My thoughts heading into 2007

It has been a long time since my last post. The fact that it coincided with the holiday season shouldn’t lead you to think that I was enjoying some well deserved time off. It has, in fact, been quite the opposite. Things have been really busy in the identity management group recently, and I have been working hard on some interesting problems that will influence the future direction of the OIM product. Hopefully I will be able to share the results of that work with all of you really soon.

January is the month when everyone comes out with their predictions for the coming year. Since this post is coming in at the tail end of January (hopefully I will get it out in time to keep that statement true), I toyed with the idea of doing my own post on trends in the identity management space. But having read quite a few of those over the last month, I think anything I could possible say has pretty much been covered already.

Next week is the RSA Conference. And this year, Oracle is planning on showcasing its move into identity management in a big way. Everyone has been talking about the way in which Oracle has aggressively moved into a leadership position in the space (just check out Burton’s report on the identity management landscape for 2007). So it comes as no surprise that everyone is curious to know how Oracle will approach the future.

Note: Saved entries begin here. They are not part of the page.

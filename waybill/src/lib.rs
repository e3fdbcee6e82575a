//! waybill - Stamp, lay out and bundle railway waybill PDFs.
//!
//! The library turns a directory of numbered waybill PDFs into print-ready
//! documents:
//!
//! - a background ("Instruction") is drawn under every page and the stamp
//!   matching the waybill's number is drawn on top;
//! - for duplex printing, blank back sides and two template pages are
//!   inserted at fixed positions;
//! - finished documents are bundled in groups named after their number
//!   ranges.
//!
//! # Examples
//!
//! ## Running a scenario
//!
//! ```no_run
//! use waybill::config::{Background, Config};
//! use waybill::scenario;
//!
//! # async fn example() -> Result<(), Box<dyn std::error::Error>> {
//! let mut config = Config::from_base_dir("/srv/waybills");
//! config.background = Background::Path("/srv/waybills/Template/Instruction (China).pdf".into());
//!
//! let report = scenario::run_two_sided(&config).await?;
//! println!("{} documents ready", report.written());
//!
//! let bundles = scenario::run_merge(&config).await?;
//! println!("{} bundles written", bundles.written());
//! # Ok(())
//! # }
//! ```
//!
//! ## Using individual components
//!
//! ```no_run
//! use waybill::compose::{Overlay, SourceDocument, composite};
//! use waybill::io::{PdfReader, PdfWriter};
//! use waybill::page::render::render_pages;
//! use std::path::Path;
//!
//! # async fn example() -> Result<(), Box<dyn std::error::Error>> {
//! let reader = PdfReader::new();
//! let loaded = reader.load(Path::new("Railway/1001.pdf")).await?;
//! let stamp = Overlay::load(&reader, Path::new("Stamp/1001.pdf")).await?;
//!
//! let source = SourceDocument::new(loaded.path, loaded.document);
//! let composition = composite(&source, None, Some(&stamp));
//!
//! let document = render_pages(&composition.pages)?;
//! PdfWriter::new().save_with_stats(document, Path::new("Ready/1001.pdf")).await?;
//! # Ok(())
//! # }
//! ```

#![warn(missing_docs)]
#![warn(clippy::all)]

pub mod assemble;
pub mod compose;
pub mod config;
pub mod error;
pub mod io;
pub mod key;
pub mod merge;
pub mod output;
pub mod page;
pub mod report;
pub mod scenario;
pub mod stamps;
pub mod utils;

// Re-export commonly used types
pub use config::Config;
pub use error::{Result, WaybillError};
pub use key::{Key, extract_key};
pub use report::{ItemOutcome, RunReport};

/// Library version.
pub const VERSION: &str = env!("CARGO_PKG_VERSION");

/// Library name.
pub const NAME: &str = env!("CARGO_PKG_NAME");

I therefore decided on a different tack. Instead of trying to predict what will happen in 2007, I decided to share my thoughts on what I feel are the main philosophies that will drive the work our team will be doing this year. This is not meant to be a complete list, and I cannot stress enough that these are my personal thoughts (I have been told to make that very clear). It will be interesting to hear if you think there is anything else that should be at the top of our minds.

So here goes…

Convergence: This is the big one. For a long time, the main demand from the market has been the integrated IdM suite. But in a world where services will be the main way in which identity technology is consumed, it is actually the next progression that we need to be looking at. Having multiple products that are able to interoperate is good, but that still leaves the model open to redundancy and maintenance headaches. Simply changing all those products into a service is also not good enough. And more and more concepts are making their way into every aspect of identity management. If I define a SoD policy in my provisioning system, why should I have to re-define it in my authorization service? Convergence of these various products into a unified construct that supports multiple service modules will help eliminate some of the management nightmares that make project managers pull their hair out, and make life a whole lot simpler. Which leads me to my next topic – simplification.

Elegance (aka Simplicity without Loss of Functionality): All too often, the words simplicity and flexibility seem to be mutually exclusive. This is especially true for IdM products. Proof-Of-Concept engagements in the IdM world often come down to a decision between a product that can solve the use case and a product that is easier to manage. But there is no reason why the two can’t be brought together in an elegant way.

Privacy: The strong desire individuals have for privacy led to the birth of user-centric identity as a new IdM methodology, and enterprise IdM is still struggling to work out what this means for it. However, one thing is sure. We cannot continue to develop identity management software without building in support for privacy controls that provide better protection and management options to the people whose identities are at the core of these products. And as enterprises themselves become more aware of their responsibilities in this area, they will demand the kind of frameworks that the recently announced IGF standard aims to support.

Strength: The tagline for Oracle’s Fusion Middleware suite includes the word “Unbreakable”. To me, the word reflects the multiple facets of what our identity products need to be – secure so they can’t be compromised, adaptable so they can deal with any kind of customer use case without bending and powerful so they can gracefully deal with the increased usage that identity services are going to be subject to.

Well, those are the keywords that will be guiding at least my efforts in evolving our products. In my next post, I will finally get around to the animated discussions that my comments about role management vs. provisioning set off, and how the philosophies I talked about above (one in particular) will impact what we will do about it. And if you happen to be attending the RSA Conference, drop me a line and maybe we can get together for a chat.